**Information:**
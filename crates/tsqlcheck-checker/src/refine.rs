//! The refinement model: facts a boolean expression proves about symbols.
//!
//! Any boolean-typed expression yields a [`RefinementSetCases`] pair
//! describing what is additionally known when the expression is true and
//! when it is false. The combinators here mirror the logical connectives;
//! where a combination is undefined the fact is dropped rather than guessed
//! (indecision loses the claim).

use tsqlcheck_types::DataType;

/// What a refinement narrows: a variable or one column of a row symbol.
///
/// Names are the scope chain's canonical forms; comparison is
/// case-insensitive regardless.
#[derive(Debug, Clone, PartialEq, Eq)]
pub enum SymbolRef {
    /// A top-level `@variable`.
    Variable {
        /// Canonical variable name.
        name: String,
    },
    /// One column of a row-typed symbol.
    Column {
        /// Canonical name of the owning symbol.
        table: String,
        /// The column name.
        column: String,
    },
}

impl SymbolRef {
    /// Case-insensitive identity.
    pub fn matches(&self, other: &SymbolRef) -> bool {
        match (self, other) {
            (SymbolRef::Variable { name: a }, SymbolRef::Variable { name: b }) => {
                a.eq_ignore_ascii_case(b)
            }
            (
                SymbolRef::Column {
                    table: ta,
                    column: ca,
                },
                SymbolRef::Column {
                    table: tb,
                    column: cb,
                },
            ) => ta.eq_ignore_ascii_case(tb) && ca.eq_ignore_ascii_case(cb),
            _ => false,
        }
    }
}

/// One narrowing fact: this reference has this type here.
#[derive(Debug, Clone, PartialEq)]
pub struct Refinement {
    /// What is narrowed.
    pub target: SymbolRef,
    /// The narrowed type.
    pub ty: DataType,
}

/// A set of refinements, at most one per reference.
#[derive(Debug, Clone, PartialEq, Default)]
pub struct RefinementSet {
    refinements: Vec<Refinement>,
}

impl RefinementSet {
    /// The empty set.
    pub fn new() -> Self {
        Self::default()
    }

    /// A set holding one fact.
    pub fn single(target: SymbolRef, ty: DataType) -> Self {
        Self {
            refinements: vec![Refinement { target, ty }],
        }
    }

    /// True when nothing is known.
    pub fn is_empty(&self) -> bool {
        self.refinements.is_empty()
    }

    /// Iterate the facts in insertion order.
    pub fn iter(&self) -> impl Iterator<Item = &Refinement> {
        self.refinements.iter()
    }

    /// Insert a fact, replacing any existing fact about the same reference.
    pub fn add(&mut self, refinement: Refinement) {
        match self
            .refinements
            .iter_mut()
            .find(|r| r.target.matches(&refinement.target))
        {
            Some(existing) => *existing = refinement,
            None => self.refinements.push(refinement),
        }
    }

    /// The fact about a reference, if any.
    pub fn get(&self, target: &SymbolRef) -> Option<&Refinement> {
        self.refinements.iter().find(|r| r.target.matches(target))
    }

    /// Join two sets keyed by reference. References present on both sides go
    /// through `inner`; references present on one side go through `outer`.
    /// Either closure may decline, dropping the fact.
    fn join(
        left: &RefinementSet,
        right: &RefinementSet,
        outer: impl Fn(&Refinement) -> Option<Refinement>,
        inner: impl Fn(&SymbolRef, &DataType, &DataType) -> Option<DataType>,
    ) -> RefinementSet {
        let mut joined = RefinementSet::new();
        for l in left.iter() {
            match right.get(&l.target) {
                Some(r) => {
                    if let Some(ty) = inner(&l.target, &l.ty, &r.ty) {
                        joined.add(Refinement {
                            target: l.target.clone(),
                            ty,
                        });
                    }
                }
                None => {
                    if let Some(passed) = outer(l) {
                        joined.add(passed);
                    }
                }
            }
        }
        for r in right.iter() {
            if left.get(&r.target).is_none() {
                if let Some(passed) = outer(r) {
                    joined.add(passed);
                }
            }
        }
        joined
    }

    /// Merge two sets of facts that hold simultaneously: one-sided facts
    /// pass through, matched facts combine via [`DataType::conjunction`].
    pub fn conjunction(left: &RefinementSet, right: &RefinementSet) -> RefinementSet {
        Self::join(
            left,
            right,
            |r| Some(r.clone()),
            |_, a, b| DataType::conjunction(a, b),
        )
    }
}

/// The (if-true, if-false) pair of refinement sets a boolean expression
/// produces.
#[derive(Debug, Clone, PartialEq, Default)]
pub struct RefinementSetCases {
    /// Facts holding when the expression is true.
    pub positive: RefinementSet,
    /// Facts holding when the expression is false.
    pub negative: RefinementSet,
}

impl RefinementSetCases {
    /// No facts either way.
    pub fn empty() -> Self {
        Self::default()
    }

    /// Build from both sides.
    pub fn new(positive: RefinementSet, negative: RefinementSet) -> Self {
        Self { positive, negative }
    }

    /// Swap positive and negative (a logical NOT).
    pub fn negate(self) -> Self {
        Self {
            positive: self.negative,
            negative: self.positive,
        }
    }

    /// Cases for `left AND right`.
    ///
    /// Positive: both sides hold, so one-sided facts pass through and
    /// matched facts conjoin. Negative: a fact true in only one branch is
    /// not safely usable as part of "not (A and B)", so only matched facts
    /// survive, via [`DataType::negation_of_conjunction`].
    pub fn conjunction(left: &Self, right: &Self) -> Self {
        Self {
            positive: RefinementSet::conjunction(&left.positive, &right.positive),
            negative: RefinementSet::join(
                &left.positive,
                &right.positive,
                |_| None,
                |_, a, b| DataType::negation_of_conjunction(a, b),
            ),
        }
    }

    /// Cases for `left OR right`.
    ///
    /// Positive: only a reference narrowed on both sides is narrowed at all,
    /// to the disjunction of the claims. Negative: De Morgan over matched
    /// known-set claims, inverting the joined set; anything else is dropped.
    pub fn disjunction(left: &Self, right: &Self) -> Self {
        Self {
            positive: RefinementSet::join(
                &left.positive,
                &right.positive,
                |_| None,
                |_, a, b| DataType::disjunction(a, b),
            ),
            negative: RefinementSet::join(
                &left.positive,
                &right.positive,
                |_| None,
                |_, a, b| match DataType::disjunction(a, b) {
                    Some(DataType::KnownSet(set)) => Some(DataType::KnownSet(set.invert())),
                    _ => None,
                },
            ),
        }
    }
}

**What the exercise asks:** Search the records above for "pair". Copy each line where it is found.

**Written answer:**
//! Any boolean-typed expression yields a [`RefinementSetCases`] pair
/// The (if-true, if-false) pair of refinement sets a boolean expression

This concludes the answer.